(INFORMATION SHOWN begins)

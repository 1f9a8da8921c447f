//! Optional JSONL tracing, compiled in only with the `trace` feature.

#[cfg(feature = "trace")]
use std::path::Path;
#[cfg(feature = "trace")]
use std::sync::Once;

#[cfg(feature = "trace")]
static INIT: Once = Once::new();

#[cfg(feature = "trace")]
pub fn init_tracing(log_dir: &Path) {
    INIT.call_once(|| {
        let file_appender = tracing_appender::rolling::never(log_dir, "kanabridge-trace.jsonl");
        let (non_blocking, guard) = tracing_appender::non_blocking(file_appender);
        std::mem::forget(guard); // the IME process outlives any scope we could hold this in

        tracing_subscriber::fmt()
            .json()
            .with_writer(non_blocking)
            .with_target(true)
            // Close events carry span timings, which is most of the value of
            // the routing spans.
            .with_span_events(tracing_subscriber::fmt::format::FmtSpan::CLOSE)
            .with_env_filter(
                tracing_subscriber::EnvFilter::try_from_default_env()
                    .unwrap_or_else(|_| tracing_subscriber::EnvFilter::new("kanabridge=debug")),
            )
            .init();
    });
}

#[cfg(not(feature = "trace"))]
pub fn init_tracing(_log_dir: &std::path::Path) {}
//! CLI channel — stdin/stdout REPL for local testing.

use async_trait::async_trait;
use futures::stream;
use tokio::io::{AsyncBufReadExt, BufReader};

use crate::channels::{
    Channel, IncomingMessage, Keyboard, MessageStream, OutgoingResponse, StatusUpdate,
};
use crate::error::ChannelError;

/// A simple CLI channel that reads from stdin and writes to stdout.
///
/// Every line comes from the same local user, so the whole REPL is one
/// onboarding session.
pub struct CliChannel {
    user_id: String,
}

impl CliChannel {
    pub fn new() -> Self {
        Self {
            user_id: "local-user".to_string(),
        }
    }
}

impl Default for CliChannel {
    fn default() -> Self {
        Self::new()
    }
}

/// Render reply buttons as a single line, e.g. `[Yes] [No]`.
fn render_keyboard(keyboard: &Keyboard) -> Option<String> {
    match keyboard {
        Keyboard::Choices { rows } => Some(
            rows.iter()
                .flatten()
                .map(|label| format!("[{label}]"))
                .collect::<Vec<_>>()
                .join(" "),
        ),
        Keyboard::Remove => None,
    }
}

#[async_trait]
impl Channel for CliChannel {
    fn name(&self) -> &str {
        "cli"
    }

    async fn start(&self) -> Result<MessageStream, ChannelError> {
        let (tx, rx) = tokio::sync::mpsc::unbounded_channel();
        let user_id = self.user_id.clone();

        tokio::spawn(async move {
            let stdin = tokio::io::stdin();
            let reader = BufReader::new(stdin);
            let mut lines = reader.lines();

            eprint!("> ");

            loop {
                match lines.next_line().await {
                    Ok(Some(line)) => {
                        let line = line.trim().to_string();
                        if line.is_empty() {
                            eprint!("> ");
                            continue;
                        }
                        let msg = IncomingMessage::new("cli", &user_id, &line);
                        if tx.send(msg).is_err() {
                            break;
                        }
                    }
                    Ok(None) => break, // EOF
                    Err(e) => {
                        tracing::error!("Error reading stdin: {}", e);
                        break;
                    }
                }
            }
        });

        let stream = stream::unfold(rx, |mut rx| async move {
            rx.recv().await.map(|msg| (msg, rx))
        });

        Ok(Box::pin(stream))
    }

    async fn respond(
        &self,
        _msg: &IncomingMessage,
        response: OutgoingResponse,
    ) -> Result<(), ChannelError> {
        println!("\n{}", response.content);
        if let Some(buttons) = response.keyboard.as_ref().and_then(render_keyboard) {
            println!("{buttons}");
        }
        println!();
        eprint!("> ");
        Ok(())
    }

    async fn send_status(
        &self,
        status: StatusUpdate,
        _metadata: &serde_json::Value,
    ) -> Result<(), ChannelError> {
        match status {
            StatusUpdate::Typing => eprintln!("⏳ checking..."),
        }
        Ok(())
    }

    async fn health_check(&self) -> Result<(), ChannelError> {
        Ok(())
    }
}

#[cfg(test)]
mod tests {
    use super::*;

    #[test]
    fn renders_choice_rows_inline() {
        let keyboard = Keyboard::Choices {
            rows: vec![
                vec!["BTC".into(), "TRX".into(), "ETH".into()],
                vec!["DOGE".into()],
            ],
        };
        assert_eq!(
            render_keyboard(&keyboard).as_deref(),
            Some("[BTC] [TRX] [ETH] [DOGE]")
        );
        assert!(render_keyboard(&Keyboard::Remove).is_none());
    }

    #[test]
    fn cli_channel_name() {
        assert_eq!(CliChannel::new().name(), "cli");
    }
}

(INFORMATION SHOWN ends)

*YOUR INSTRUCTIONS*. Exactly as they are written, print the entries again.

*RESPONSE TO THIS EXERCISE*.
repository 1f9a8da8921c447f
//! Optional JSONL tracing, compiled in only with the `trace` feature.

#[cfg(feature = "trace")]
use std::path::Path;
#[cfg(feature = "trace")]
use std::sync::Once;

#[cfg(feature = "trace")]
static INIT: Once = Once::new();

#[cfg(feature = "trace")]
pub fn init_tracing(log_dir: &Path) {
    INIT.call_once(|| {
        let file_appender = tracing_appender::rolling::never(log_dir, "kanabridge-trace.jsonl");
        let (non_blocking, guard) = tracing_appender::non_blocking(file_appender);
        std::mem::forget(guard); // the IME process outlives any scope we could hold this in

        tracing_subscriber::fmt()
            .json()
            .with_writer(non_blocking)
            .with_target(true)
            // Close events carry span timings, which is most of the value of
            // the routing spans.
            .with_span_events(tracing_subscriber::fmt::format::FmtSpan::CLOSE)
            .with_env_filter(
                tracing_subscriber::EnvFilter::try_from_default_env()
                    .unwrap_or_else(|_| tracing_subscriber::EnvFilter::new("kanabridge=debug")),
            )
            .init();
    });
}

#[cfg(not(feature = "trace"))]
pub fn init_tracing(_log_dir: &std::path::Path) {}
//! CLI channel — stdin/stdout REPL for local testing.

use async_trait::async_trait;
use futures::stream;
use tokio::io::{AsyncBufReadExt, BufReader};

use crate::channels::{
    Channel, IncomingMessage, Keyboard, MessageStream, OutgoingResponse, StatusUpdate,
};
use crate::error::ChannelError;

/// A simple CLI channel that reads from stdin and writes to stdout.
///
/// Every line comes from the same local user, so the whole REPL is one
/// onboarding session.
pub struct CliChannel {
    user_id: String,
}

impl CliChannel {
    pub fn new() -> Self {
        Self {
            user_id: "local-user".to_string(),
        }
    }
}

impl Default for CliChannel {
    fn default() -> Self {
        Self::new()
    }
}

/// Render reply buttons as a single line, e.g. `[Yes] [No]`.
fn render_keyboard(keyboard: &Keyboard) -> Option<String> {
    match keyboard {
        Keyboard::Choices { rows } => Some(
            rows.iter()
                .flatten()
                .map(|label| format!("[{label}]"))
                .collect::<Vec<_>>()
                .join(" "),
        ),
        Keyboard::Remove => None,
    }
}

#[async_trait]
impl Channel for CliChannel {
    fn name(&self) -> &str {
        "cli"
    }

    async fn start(&self) -> Result<MessageStream, ChannelError> {
        let (tx, rx) = tokio::sync::mpsc::unbounded_channel();
        let user_id = self.user_id.clone();

        tokio::spawn(async move {
            let stdin = tokio::io::stdin();
            let reader = BufReader::new(stdin);
            let mut lines = reader.lines();

            eprint!("> ");

            loop {
                match lines.next_line().await {
                    Ok(Some(line)) => {
                        let line = line.trim().to_string();
                        if line.is_empty() {
                            eprint!("> ");
                            continue;
                        }
                        let msg = IncomingMessage::new("cli", &user_id, &line);
                        if tx.send(msg).is_err() {
                            break;
                        }
                    }
                    Ok(None) => break, // EOF
                    Err(e) => {
                        tracing::error!("Error reading stdin: {}", e);
                        break;
                    }
                }
            }
        });

        let stream = stream::unfold(rx, |mut rx| async move {
            rx.recv().await.map(|msg| (msg, rx))
        });

        Ok(Box::pin(stream))
    }

    async fn respond(
        &self,
        _msg: &IncomingMessage,
        response: OutgoingResponse,
    ) -> Result<(), ChannelError> {
        println!("\n{}", response.content);
        if let Some(buttons) = response.keyboard.as_ref().and_then(render_keyboard) {
            println!("{buttons}");
        }
        println!();
        eprint!("> ");
        Ok(())
    }

    async fn send_status(
        &self,
        status: StatusUpdate,
        _metadata: &serde_json::Value,
    ) -> Result<(), ChannelError> {
        match status {
            StatusUpdate::Typing => eprintln!("⏳ checking..."),
        }
        Ok(())
    }

    async fn health_check(&self) -> Result<(), ChannelError> {
        Ok(())
    }
}

#[cfg(test)]
mod tests {
    use super::*;

    #[test]
    fn renders_choice_rows_inline() {
        let keyboard = Keyboard::Choices {
            rows: vec![
                vec!["BTC".into(), "TRX".into(), "ETH".into()],
                vec!["DOGE".into()],
            ],
        };
        assert_eq!(
            render_keyboard(&keyboard).as_deref(),
            Some("[BTC] [TRX] [ETH] [DOGE]")
        );
        assert!(render_keyboard(&Keyboard::Remove).is_none());
    }

    #[test]
    fn cli_channel_name() {
        assert_eq!(CliChannel::new().name(), "cli");
    }
}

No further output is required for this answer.